On Pierre Bourdieu Part 3: Habitus

The text for this series is David Swartz’ book Culture and Power: The Sociology of Pierre Bourdieu. Swartz says that Bourdieu extends concepts from economics to sociology. Bourdieu writes about various forms of capital the individual might have, and the interests that drive the individual in the pursuit of capital and its use. Capital comes in material forms, as economic resources, as well as symbolic forms, as social capital, cultural capital, religious capital. Bourdieu says that these are recognized as capital when they are “…objects of struggle as valued resources.” P. 43.

Interests are “… defined practically as whatever motivates or drives action toward consequences that matter“. P. 71. Swartz says that for Bourdieu seems the critical interests are obtaining power and wealth, which probably explains the use of economic models. Elsewhere Swartz says that Bourdieu’s framework seems less useful for analyzing the working class or the underclass. P. 82. That makes sense, because the concerns of a large part of society don’t involve gaining wealth and power; other concerns are dominant, such as maintaining their existence.

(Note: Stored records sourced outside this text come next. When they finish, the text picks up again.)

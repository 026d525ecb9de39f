//! Secant root-finding solver.

use super::{RootEstimate, SolverConfig};
use num_traits::Float;

/// Secant root finder.
///
/// Replaces the derivative in Newton's update with a finite-difference slope
/// through the two most recent iterates:
///
/// ```text
/// x₂ = x₁ − f(x₁) · (x₁ − x₀) / (f(x₁) − f(x₀))
/// ```
///
/// Useful when the derivative is unavailable or expensive; converges
/// superlinearly (order ≈ 1.618) near a simple root. Like
/// [`NewtonRaphsonSolver`](super::NewtonRaphsonSolver) it performs no
/// bracketing, so the iterates may wander before settling.
///
/// # Flat-secant guard
///
/// When the two function values draw within `tolerance` of each other the
/// secant slope degenerates and the update would divide by nearly zero. The
/// solver stops and returns the newer iterate with `converged` reflecting
/// its residual.
///
/// # Example
///
/// ```
/// use quant_core::math::solvers::{SecantSolver, SolverConfig};
///
/// let solver = SecantSolver::new(SolverConfig::default());
///
/// // Solve x² - 2 = 0 from the pair (1, 2)
/// let estimate = solver.find_root(|x: f64| x * x - 2.0, 1.0, 2.0);
///
/// assert!(estimate.converged);
/// assert!((estimate.root - std::f64::consts::SQRT_2).abs() < 1e-6);
/// ```
#[derive(Debug, Clone)]
pub struct SecantSolver<T: Float> {
    /// Solver configuration
    config: SolverConfig<T>,
}

impl<T: Float> SecantSolver<T> {
    /// Create a new secant solver with the given configuration.
    pub fn new(config: SolverConfig<T>) -> Self {
        Self { config }
    }

    /// Create a solver with default configuration.
    pub fn with_defaults() -> Self {
        Self {
            config: SolverConfig::default(),
        }
    }

    /// Find a root of `f` from the seed pair `(x0, x1)`.
    ///
    /// # Arguments
    ///
    /// * `f` - Objective whose root is sought
    /// * `x0` - Older seed
    /// * `x1` - Newer seed
    ///
    /// # Returns
    ///
    /// A [`RootEstimate`] in every case: the converged iterate, the iterate
    /// at which the flat-secant guard fired, or the last iterate once the
    /// cap is exhausted. `bracketed` is always `true` (no bracket is
    /// checked).
    pub fn find_root<F>(&self, f: F, x0: T, x1: T) -> RootEstimate<T>
    where
        F: Fn(T) -> T,
    {
        let tolerance = self.config.tolerance;
        let mut x0 = x0;
        let mut x1 = x1;
        let mut iterations = 0;

        for _ in 0..self.config.max_iterations {
            let f0 = f(x0);
            let f1 = f(x1);

            if f1.abs() < tolerance {
                return RootEstimate::from_residual(x1, iterations, true, f1.abs(), tolerance);
            }

            if (f1 - f0).abs() < tolerance {
                // Flat secant: the update would divide by nearly zero.
                return RootEstimate::from_residual(x1, iterations, true, f1.abs(), tolerance);
            }

            let x2 = x1 - f1 * (x1 - x0) / (f1 - f0);
            x0 = x1;
            x1 = x2;
            iterations += 1;
        }

        let residual = f(x1).abs();
        RootEstimate::from_residual(x1, iterations, true, residual, tolerance)
    }

    /// Returns a reference to the solver configuration.
    pub fn config(&self) -> &SolverConfig<T> {
        &self.config
    }
}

The use of economic modeling raises the specter of rational actor theory and other axioms of neoliberal theory. Bourdier explicitly disavows rational actor theory. He insists that most human action is pre-reflective, dispositional and tacit, rather than consciously planned and strategized to assure optimal outcomes. The definition of interest is similarly vague. These definitions are more like descriptions. They leave open a space at the center of the theory that serves to remind us that as individuals we are largely inscrutable to others, and perhaps even to ourselves. It also leaves a space for surprise, for the generation of new behaviors by the self. The point of sociological inquiry is to discern regularities in behavior that are invisible even to ourselves, using various forms of observations and different kinds of statistics.

Bourdieu says that just because a scientist can formulate a rule that describes the behavior of a group doesn’t mean that individuals are following a rule. Rather, he says that we follow a practical and informal knowledge that helps us predict which behavior might produce the desired results. Again, that leaves from for individual agency.

Bourdieu says that people form ideas of the way society works and the way they fit into society beginning at a very early age from their families, their friends and their surroundings including people and events. These experiences are internalized, and become the basis through which people understand the world and their own potential. This practical sense of position and possibility is called habitus. Habitus is “the product of class situations, not their cause.”

Habitus, then, represents a sort of deep-structuring cultural matrix that generates self-fulfilling prophecies according to different class opportunities. And Bourdieu’s “cultural” explanation of unequal educational attainment differs from the blaming-the-victim version of culture-of-poverty arguments in emphasizing individuals’ adaptation to limited opportunities rather than the cultural origins of deviant behavior. It shows how structural disadvantages can be internalized into relatively durable dispositions that can be transmitted intergenerationally through socialization and produce forms of self-defeating behavior. P. 104.

This unconscious socialization of the individual turns into an acceptance of the power structures confronted by the individual. It seems natural, so that neither the dominated nor the dominant feel cheated or privileged. It affects the sense of possibilities and establishes the limits of aspiration, and thus limits the scope of actions that seem plausible to each individual. In other words, it cements class relations.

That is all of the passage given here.